0

The following code iterates over an object created by

matches = pattern.finditer(text_to_search)

Later I try to view this object as a list, however this list is empty. When I put this request before iterating, I get the correct list. Then the iteration itself stops working and the results are not shown. I think there is something similar to reading a file here, but then you can use the .seek() method to come back to the beginning. I don't know what to do with the calleble iterator, same method doesn't apply here. Sorry for the poor explanation of the problem, I don't know how to describe it better.

import re

text_to_search = '''
abcdefghijklmnopqurtuvwxyz
ABCDEFGHIJKLMNOPQRSTUVWXYZ
1234567890

Ha HaHa

MetaCharacters (Need to be escaped):
. ^ $ * + ? { } [ ] \ | ( )

coreyms.com

321-555-4321
123.555.1234abc
123*555*1234
800-555-1234
900-555-1234

Mr. Schafer
Mr Smith
Ms Davis
Mrs. Robinson
Mr. T
'''

sentence = 'Start a sentence and then bring it to an end'

pattern = re.compile(r'abc')

matches = pattern.finditer(text_to_search)

for match in matches:
    print(match)

print(matches)

print(list(matches))

code result:

<re.Match object; span=(1, 4), match='abc'>
<re.Match object; span=(180, 183), match='abc'>
<callable_iterator object at 0x00000269F1DD5390>
[]

!! list is empty !!

code modification for the test:

print(list(matches)) #this line of code was moved up
for match in matches:
    print(match)

print(matches)

#from there

what gives result:

[<re.Match object; span=(1, 4), match='abc'>, <re.Match object; span=(180, 183), match='abc'>]
<callable_iterator object at 0x00000116F35D5390>

!! an iteration is missing in the result !!
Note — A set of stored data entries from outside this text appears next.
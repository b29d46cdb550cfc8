//! HTTP error handling and response types.

use axum::{
    extract::rejection::{JsonRejection, PathRejection, QueryRejection},
    http::StatusCode,
    response::{IntoResponse, Response},
    Json,
};
use serde::{Deserialize, Serialize};
use tracing::error;

use crate::db::repository::RepositoryError;
use crate::db::TimetableError;
use crate::services::{AccessGrantError, SessionError};

/// API error response body.
#[derive(Debug, Clone, Serialize, Deserialize)]
pub struct ApiError {
    /// Error code for programmatic handling
    pub code: String,
    /// Human-readable error message
    pub message: String,
    /// Optional additional details
    #[serde(skip_serializing_if = "Option::is_none")]
    pub details: Option<String>,
    /// Subject of the assignment a rejected timetable write collided with
    #[serde(skip_serializing_if = "Option::is_none")]
    pub conflicting_with: Option<String>,
}

impl ApiError {
    pub fn new(code: impl Into<String>, message: impl Into<String>) -> Self {
        Self {
            code: code.into(),
            message: message.into(),
            details: None,
            conflicting_with: None,
        }
    }
}

/// Application error type for HTTP handlers.
#[derive(Debug)]
pub enum AppError {
    /// Invalid request (validation error)
    BadRequest(String),
    /// The request collides with existing data
    Conflict {
        message: String,
        conflicting_with: Option<String>,
    },
    /// A feature whose backing service is not configured
    Unavailable(String),
    /// The external access-grant service failed or refused the call
    Upstream(String),
    /// Repository error
    Repository(RepositoryError),
}

impl IntoResponse for AppError {
    fn into_response(self) -> Response {
        let (status, error) = match self {
            AppError::BadRequest(msg) => (StatusCode::BAD_REQUEST, ApiError::new("BAD_REQUEST", msg)),
            AppError::Conflict {
                message,
                conflicting_with,
            } => {
                let mut body = ApiError::new("CONFLICT", message);
                body.conflicting_with = conflicting_with;
                (StatusCode::CONFLICT, body)
            }
            AppError::Unavailable(msg) => (
                StatusCode::SERVICE_UNAVAILABLE,
                ApiError::new("SERVICE_UNAVAILABLE", msg),
            ),
            AppError::Upstream(msg) => {
                error!("access-grant service failure: {}", msg);
                (StatusCode::BAD_GATEWAY, ApiError::new("UPSTREAM_ERROR", msg))
            }
            AppError::Repository(e) => match e {
                RepositoryError::NotFound { message, .. } => {
                    (StatusCode::NOT_FOUND, ApiError::new("NOT_FOUND", message))
                }
                RepositoryError::ValidationError { message, .. } => {
                    (StatusCode::BAD_REQUEST, ApiError::new("BAD_REQUEST", message))
                }
                RepositoryError::ConflictError { message, context } => {
                    let mut body = ApiError::new("CONFLICT", message);
                    body.details = context.details;
                    (StatusCode::CONFLICT, body)
                }
                other => {
                    error!(error = %other, "repository failure");
                    (
                        StatusCode::INTERNAL_SERVER_ERROR,
                        ApiError::new("REPOSITORY_ERROR", "Repository operation failed"),
                    )
                }
            },
        };

        (status, Json(error)).into_response()
    }
}

impl From<RepositoryError> for AppError {
    fn from(err: RepositoryError) -> Self {
        AppError::Repository(err)
    }
}

impl From<TimetableError> for AppError {
    fn from(err: TimetableError) -> Self {
        match err {
            TimetableError::Conflict(conflict) => AppError::Conflict {
                message: conflict.to_string(),
                conflicting_with: Some(conflict.conflicting_subject().to_string()),
            },
            TimetableError::Invalid(_) | TimetableError::UnknownReference { .. } => {
                AppError::BadRequest(err.to_string())
            }
            TimetableError::Repository(e) => AppError::Repository(e),
        }
    }
}

// Extractor rejections are client errors regardless of what axum would pick.

impl From<JsonRejection> for AppError {
    fn from(rejection: JsonRejection) -> Self {
        AppError::BadRequest(rejection.body_text())
    }
}

impl From<PathRejection> for AppError {
    fn from(rejection: PathRejection) -> Self {
        AppError::BadRequest(rejection.body_text())
    }
}

impl From<QueryRejection> for AppError {
    fn from(rejection: QueryRejection) -> Self {
        AppError::BadRequest(rejection.body_text())
    }
}

impl From<AccessGrantError> for AppError {
    fn from(err: AccessGrantError) -> Self {
        match err {
            AccessGrantError::MissingUsername => AppError::BadRequest(err.to_string()),
            AccessGrantError::NotConfigured | AccessGrantError::Session(SessionError::NotInitialized) => {
                AppError::Unavailable(err.to_string())
            }
            AccessGrantError::Session(_) | AccessGrantError::Rejected { .. } | AccessGrantError::Transport(_) => {
                AppError::Upstream(err.to_string())
            }
        }
    }
}

#[cfg(test)]
mod tests {
    use super::*;
    use crate::db::repository::ErrorContext;

    #[test]
    fn test_repository_errors_map_to_status() {
        let cases = [
            (
                RepositoryError::not_found_with_context("gone", ErrorContext::new("get_school")),
                StatusCode::NOT_FOUND,
            ),
            (RepositoryError::validation("bad"), StatusCode::BAD_REQUEST),
            (
                RepositoryError::conflict_with_context("in use", ErrorContext::new("delete_school")),
                StatusCode::CONFLICT,
            ),
            (RepositoryError::configuration("bad backend"), StatusCode::INTERNAL_SERVER_ERROR),
        ];
        for (err, expected) in cases {
            assert_eq!(AppError::from(err).into_response().status(), expected);
        }
    }

    #[test]
    fn test_conflict_body_serialization() {
        let mut body = ApiError::new("CONFLICT", "Time conflict");
        body.conflicting_with = Some("Algebra".to_string());
        let json = serde_json::to_value(&body).unwrap();
        assert_eq!(json["code"], "CONFLICT");
        assert_eq!(json["conflicting_with"], "Algebra");
        assert!(json.get("details").is_none());
    }

    #[test]
    fn test_access_grant_errors_map_to_status() {
        let cases = [
            (AccessGrantError::MissingUsername, StatusCode::BAD_REQUEST),
            (AccessGrantError::NotConfigured, StatusCode::SERVICE_UNAVAILABLE),
            (
                AccessGrantError::Session(SessionError::NotInitialized),
                StatusCode::SERVICE_UNAVAILABLE,
            ),
            (
                AccessGrantError::Session(SessionError::MissingCsrfToken),
                StatusCode::BAD_GATEWAY,
            ),
            (
                AccessGrantError::Rejected {
                    status: 403,
                    body: "forbidden".to_string(),
                },
                StatusCode::BAD_GATEWAY,
            ),
        ];
        for (err, expected) in cases {
            assert_eq!(AppError::from(err).into_response().status(), expected);
        }
    }
}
  • Any suggestion for a better title for the topic? – DScounterGO Jul 05 '22 at 15:37
  • `list(...)` doesn't "view the object as a list". It *consumes* the iterator to *create* a new list. But you've consumed the iterator with the `for` loop before you ever call `list(matches)`. – chepner Jul 05 '22 at 15:40
  • @DScounterGO Yeah, I have a few suggestions: 1) It's not important that the iterator is callable. 2) *"itering" should be "iterating". 3) It'd be clearer to replace "useless" with "empty". 4) IMHO, you don't need to mention the language since it's evident from the tags. 5) Lastly, the grammar could be improved. So I'd write, "Why is an iterator empty after iterating through?" – wjandrea Jul 05 '22 at 15:55
  • @wjandrea Thanks, title updated. I prefer not to touch the grammar so as not to lose the clarity of the question. English is not my mother tongue. – DScounterGO Jul 05 '22 at 16:07
  • I mean language.. – DScounterGO Jul 06 '22 at 14:20

2 Answers2

2

finditer returns an iterator. By definition, an iterator can be iterated through once, producing all values, and is then exhausted. File-like objects possessing a seek method are an exception; most iterators cannot be reset.

If you need to reuse the iterator many times, convert it to a list or tuple once up-front, storing all the values it produces, then iterate that list/tuple as many times as you like, e.g.:

matches = list(pattern.finditer(text_to_search))  # Eagerly exhaust iterator, converting to list

for match in matches:  # Each use of list for iteration makes new iterator over same data
    print(match)

print(matches)        # Prints the list

print(list(matches))  # Makes an unnecessary copy of the list

In general, Python 3 has moved to favor functions that return views and iterators over functions returning lists; the former can be trivially converted to the latter in the rare cases it's needed (just wrap them in list()), and in most cases, you don't actually need all the values at once, or want to filter or tweak them before storing them, or you want to stop before you've completed iteration, so the iterator approach means fewer large temporaries, shorter delays before processing begins, and the ability to avoid doing the work entirely if you end the loop early.

You can read more about the difference between iterators and iterables here.

ShadowRanger
  • 143,180
  • 12
  • 188
  • 271
0

As you observed, an iterator works a lot like a file handle, except that there is no concept of being able to seek back to the beginning, because nothing is saved persistently; once the iterator is exhausted, it's gone forever.

If you want to be able to iterate over the matches again, save the list (analogous to saving a file on disk, except it's in memory):

matches = list(pattern.finditer(text_to_search))
for match in matches:
    print(match)

Now you can reuse matches as much as you want, because each item from the original iterator has been saved into the list.

Samwise
  • 68,105
  • 3
  • 30
  • 44